//! Symbol and date-range predicates applied to a trade batch before it
//! reaches the metrics engine.
//!
//! The filter is total and allocation-shy: with no active fields it returns
//! the borrowed input unchanged rather than an equivalent copy.

use chrono::{DateTime, FixedOffset, NaiveDate, NaiveTime, Offset, Utc};
use core_types::NormalizedTrade;
use std::borrow::Cow;
use tracing::debug;

/// The active filter set. `from`/`to` are calendar days interpreted in
/// `utc_offset`; `to` is inclusive through the end of its day so that
/// selecting "through Friday" keeps all of Friday's trades.
#[derive(Debug, Clone)]
pub struct TradeFilters {
    pub symbol: Option<String>,
    pub from: Option<NaiveDate>,
    pub to: Option<NaiveDate>,
    pub utc_offset: FixedOffset,
}

impl Default for TradeFilters {
    fn default() -> Self {
        Self {
            symbol: None,
            from: None,
            to: None,
            utc_offset: Utc.fix(),
        }
    }
}

impl TradeFilters {
    /// The symbol predicate, if one is set. An empty string counts as unset.
    pub fn active_symbol(&self) -> Option<&str> {
        self.symbol.as_deref().filter(|s| !s.is_empty())
    }

    fn is_empty(&self) -> bool {
        self.active_symbol().is_none() && self.from.is_none() && self.to.is_none()
    }

    /// First instant included, in UTC.
    fn start_bound(&self) -> Option<DateTime<Utc>> {
        self.from
            .map(|day| (day.and_time(NaiveTime::MIN) - self.utc_offset).and_utc())
    }

    /// First instant *excluded*, in UTC: the start of the day after `to`.
    /// A `to` at the calendar's end has no following day and simply leaves
    /// the range unbounded.
    fn end_bound(&self) -> Option<DateTime<Utc>> {
        self.to
            .and_then(|day| day.succ_opt())
            .map(|next| (next.and_time(NaiveTime::MIN) - self.utc_offset).and_utc())
    }
}

/// Returns the subset of `trades` matching the filters. No active filter
/// fields means the input is handed back as-is.
pub fn filter_trades<'a>(
    trades: &'a [NormalizedTrade],
    filters: &TradeFilters,
) -> Cow<'a, [NormalizedTrade]> {
    if filters.is_empty() {
        return Cow::Borrowed(trades);
    }

    let symbol = filters.active_symbol();
    let start = filters.start_bound();
    let end = filters.end_bound();

    let kept: Vec<NormalizedTrade> = trades
        .iter()
        .filter(|trade| {
            if let Some(symbol) = symbol {
                if trade.symbol != symbol {
                    return false;
                }
            }
            if let Some(start) = start {
                if trade.ts < start {
                    return false;
                }
            }
            if let Some(end) = end {
                if trade.ts >= end {
                    return false;
                }
            }
            true
        })
        .cloned()
        .collect();

    debug!(total = trades.len(), kept = kept.len(), "trades filtered");
    Cow::Owned(kept)
}
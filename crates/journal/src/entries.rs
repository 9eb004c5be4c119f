use crate::error::JournalError;
use chrono::{DateTime, Utc};
use core_types::TradeOutcome;
use serde::{Deserialize, Serialize};
use std::fs;
use std::path::{Path, PathBuf};
use tracing::warn;
use uuid::Uuid;

/// Setup taxonomy for journaled trades.
#[derive(Debug, Clone, Copy, PartialEq, Eq, Serialize, Deserialize)]
#[serde(rename_all = "snake_case")]
pub enum SetupType {
    Breakout,
    Retracement,
    Range,
    Reversal,
    Other,
}

/// Self-reported execution mistakes.
#[derive(Debug, Clone, Copy, PartialEq, Eq, Serialize, Deserialize)]
#[serde(rename_all = "snake_case")]
pub enum MistakeType {
    Overtrading,
    MissedTakeProfit,
    WrongEntry,
    BadRiskReward,
    Emotional,
    None,
}

/// One free-form journal entry, optionally linked to trades by id.
#[derive(Debug, Clone, PartialEq, Serialize, Deserialize)]
pub struct JournalEntry {
    pub id: String,
    pub ts: DateTime<Utc>,
    pub title: String,
    #[serde(default)]
    pub symbols: Vec<String>,
    pub setup_type: SetupType,
    /// Self-reported conviction, 1-10.
    pub confidence: u8,
    pub outcome: Option<TradeOutcome>,
    pub mistake_type: MistakeType,
    #[serde(default)]
    pub notes: String,
    #[serde(default)]
    pub tags: Vec<String>,
    #[serde(default)]
    pub linked_trade_ids: Vec<String>,
}

impl JournalEntry {
    /// A fresh entry with a generated id and neutral defaults.
    pub fn new(title: impl Into<String>, ts: DateTime<Utc>) -> Self {
        Self {
            id: Uuid::new_v4().to_string(),
            ts,
            title: title.into(),
            symbols: Vec::new(),
            setup_type: SetupType::Other,
            confidence: 5,
            outcome: None,
            mistake_type: MistakeType::None,
            notes: String::new(),
            tags: Vec::new(),
            linked_trade_ids: Vec::new(),
        }
    }
}

/// File-backed journal, newest entry first.
#[derive(Debug)]
pub struct JournalStore {
    path: PathBuf,
    entries: Vec<JournalEntry>,
}

impl JournalStore {
    /// Opens the store at `path`. A missing file is an empty journal; an
    /// unreadable or corrupt one starts empty after a warning.
    pub fn open(path: impl Into<PathBuf>) -> Self {
        let path = path.into();
        let entries = match load_entries(&path) {
            Ok(entries) => entries,
            Err(err) => {
                warn!(path = %path.display(), error = %err, "journal unreadable, starting empty");
                Vec::new()
            }
        };
        Self { path, entries }
    }

    /// All entries, newest first.
    pub fn entries(&self) -> &[JournalEntry] {
        &self.entries
    }

    pub fn get(&self, id: &str) -> Option<&JournalEntry> {
        self.entries.iter().find(|e| e.id == id)
    }

    /// Inserts or replaces by id, keeping the newest-first ordering.
    pub fn upsert(&mut self, entry: JournalEntry) {
        self.entries.retain(|e| e.id != entry.id);
        self.entries.push(entry);
        self.entries.sort_by(|a, b| b.ts.cmp(&a.ts));
    }

    /// Removes the entry with the given id; returns whether one existed.
    pub fn remove(&mut self, id: &str) -> bool {
        let before = self.entries.len();
        self.entries.retain(|e| e.id != id);
        self.entries.len() != before
    }

    pub fn save(&self) -> Result<(), JournalError> {
        let rendered = serde_json::to_string_pretty(&self.entries)?;
        fs::write(&self.path, rendered)?;
        Ok(())
    }
}

fn load_entries(path: &Path) -> Result<Vec<JournalEntry>, JournalError> {
    if !path.exists() {
        return Ok(Vec::new());
    }
    let raw = fs::read_to_string(path)?;
    let mut entries: Vec<JournalEntry> = serde_json::from_str(&raw)?;
    entries.sort_by(|a, b| b.ts.cmp(&a.ts));
    Ok(entries)
}
use crate::enums::{OrderType, Side, TradeOutcome};
use crate::error::CoreError;
use chrono::{DateTime, Utc};
use rust_decimal::Decimal;
use serde::{Deserialize, Serialize};
use std::collections::HashSet;

/// The canonical, source-independent trade record every adapter must produce.
///
/// `pnl_usd` and `fees_usd` are always present; everything else may be
/// unknown depending on the source. Unknown price/size propagates as
/// "excluded from notional calculations", never as zero. Once a batch is
/// handed to an engine it is treated as immutable: engines borrow trades and
/// return freshly allocated reports.
#[derive(Debug, Clone, PartialEq, Serialize, Deserialize)]
pub struct NormalizedTrade {
    /// Source-stable identifier, unique within a batch.
    pub id: String,
    /// Execution (fill) time. The engines use this as the sole ordering key;
    /// batches do not have to arrive sorted.
    pub ts: DateTime<Utc>,
    pub symbol: String,
    pub side: Side,
    pub order_type: OrderType,
    pub entry_price: Option<Decimal>,
    pub exit_price: Option<Decimal>,
    pub size: Option<Decimal>,
    /// Realized profit/loss in display currency.
    pub pnl_usd: Decimal,
    /// Total fee paid for the round trip.
    pub fees_usd: Decimal,
    #[serde(default, skip_serializing_if = "Option::is_none")]
    pub fee_maker_usd: Option<Decimal>,
    #[serde(default, skip_serializing_if = "Option::is_none")]
    pub fee_taker_usd: Option<Decimal>,
    #[serde(default, skip_serializing_if = "Option::is_none")]
    pub fee_funding_usd: Option<Decimal>,
    /// Holding time in seconds. Unknown durations count as zero in averages.
    pub duration_secs: Option<i64>,
    /// Free-text labels; order-irrelevant, deduplicated by the adapter.
    #[serde(default)]
    pub tags: Vec<String>,
    #[serde(default)]
    pub notes: String,
}

impl NormalizedTrade {
    /// Win/loss classification; an exactly-zero pnl is breakeven.
    pub fn outcome(&self) -> TradeOutcome {
        if self.pnl_usd > Decimal::ZERO {
            TradeOutcome::Win
        } else if self.pnl_usd < Decimal::ZERO {
            TradeOutcome::Loss
        } else {
            TradeOutcome::Breakeven
        }
    }

    /// Contribution to the volume aggregates: notional value when the source
    /// knows both price and size, the bare size when only size is known.
    /// Known approximation carried over from the original data policy: the
    /// fallback mixes currency units with base-asset counts.
    pub fn notional(&self) -> Option<Decimal> {
        match (self.entry_price, self.size) {
            (Some(price), Some(size)) => Some(price * size),
            (None, Some(size)) => Some(size),
            _ => None,
        }
    }
}

/// Rejects batches with duplicate trade ids. Adapters run this before a
/// batch is allowed to reach the filter or the engines.
pub fn validate_batch(trades: &[NormalizedTrade]) -> Result<(), CoreError> {
    let mut seen: HashSet<&str> = HashSet::with_capacity(trades.len());
    for trade in trades {
        if !seen.insert(trade.id.as_str()) {
            return Err(CoreError::DuplicateTradeId(trade.id.clone()));
        }
    }
    Ok(())
}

DIRECTIONS FOR THIS TASK: Report each line in the preceding entries that holds the string "symbols".

REPLY TO THE TASK:
    pub symbols: Vec<String>,
            symbols: Vec::new(),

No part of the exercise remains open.